Первоприсутствующий:
— Уведите его!..
Жандармы набросились на Мышкина. Подсудимые кинулись защищать товарища. Жандармский офицер, схватив Мышкина, попытался зажать ему рот, но Мышкин успел крикнуть:
…— более позорное, чем дом терпимости; там женщины из-за нужды торгуют своим телом, а здесь донаторы из подлости, из холопства, из-за чинов и крупных окладов торгуют чужой жизнью, истиной и справедливостью, торгуют всем, что есть наиболее дорогого для человечества…
Мышкина, Ковалика, Войнаральского, Рогачева приговорили к десятилетней каторге, причем по личному распоряжению царя они должны были отбывать наказание в оковах в центральной тюрьме.

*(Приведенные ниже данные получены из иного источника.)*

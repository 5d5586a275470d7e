use thiserror::Error;

use crate::trading::execution::LegId;

/// Construction-time configuration problems. These are fatal.
#[derive(Error, Debug, Clone, PartialEq)]
pub enum ConfigError {
    #[error("invalid factor range: min_factor {min} must be positive and below max_factor {max}")]
    InvalidFactorRange { min: f64, max: f64 },

    #[error("invalid factor step {0}: must be positive and finite")]
    InvalidFactorStep(f64),

    #[error("invalid parameter `{name}`: {reason}")]
    InvalidParameter { name: &'static str, reason: String },

    #[error("no signal strategy registered under `{0}`")]
    UnknownStrategy(String),
}

/// Calculation-layer conditions. Callers recover from these locally.
#[derive(Error, Debug, Clone, PartialEq)]
pub enum SignalError {
    #[error("insufficient data: have {have} bars, need {need}")]
    DataInsufficient { have: usize, need: usize },
}

/// Execution-layer failures reported by an [`ExecutionSink`](crate::trading::execution::ExecutionSink).
#[derive(Error, Debug, Clone, PartialEq)]
pub enum ExecutionError {
    #[error("order rejected: {0}")]
    OrderRejected(String),

    #[error("leg {0} is stale or missing")]
    StaleOrMissingPosition(LegId),

    #[error("a position is already open")]
    PositionAlreadyOpen,
}
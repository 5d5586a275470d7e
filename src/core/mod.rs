pub mod atr;
pub mod factor_selector;
pub mod factor_trend;
pub mod position_sizer;
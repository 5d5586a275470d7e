pub mod events;
pub mod execution;
pub mod trade_manager;
pub mod trade_record;

pub use events::{EventSink, LogEventSink, TradeEvent};
pub use execution::{ExecutionSink, SimulatedExecution};
pub use trade_manager::{DualOrderTradeManager, EntryPlan, PositionState, TradeManagerSettings};
pub use trade_record::{CloseReason, CompletedTrade, EquityPoint, LegRole};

Процесс не удался. Общественное мнение, учащаяся молодежь, многие рабочие сочувствовали смелым выступлениям подсудимых. Для них же суд явился своеобразным общерусским съездом. Подводились итоги работе, обменивались взглядами, спорили, обсуждали, что делать дальше. На Желябова процесс про извел огромное впечатление. Он обзавелся новыми знакомствами, революционно возмужал; он видел воочию и доблестное поведение народников и постыдную комедию суда. Улики против Желябова были ничтожны, Суд оправдал его.
После суда Желябов поселился в Крыму, потом в Подольской губернии. Фроленко упоминает, что в деревне Желябов жил по уговору с товарищами. Сведения, как проводил он это время и здесь очень скудны. Приходилось многое подвергать сокрушительному сомнению: Семенюта пишет:
— Желябов рассказал трагикомическую историю своего народничества. Он пошел в деревню, хотел просвещать ее, бросить лучшие семена в крестьянскую душу; а чтобы сблизиться с нею, принялся за тяжелый крестьянский труд. Он работал по 16 часов в поле, а возвращаясь чувствовал одну потребность растянуться, расправить уставшие ноги, спину и больше ничего; ни одна мысль не шла в его голову. Он чувствовал, что обращается в животное, в автомат. И понял, наконец, так называемый консерватизм деревни: что пока приходится крестьянину так истощаться, переутомляться ради приобретения куска хлеба и средств, необходимых для скромного удовлетворения первейших нужд, — до тех пор нечего ждать от него чего-либо другого, кроме зоологических инстинктов и погони за их насыщением. Подозрительный, недоверчивый крестьянин смотрит искоса на каждого являющегося в деревню со стороны, видя в нем либо конкурента, либо нового соглядатая со стороны начальства для более тяжелого обложения этой самой деревни. Об искренности и доверии нечего и думать. Насильно милым не будешь.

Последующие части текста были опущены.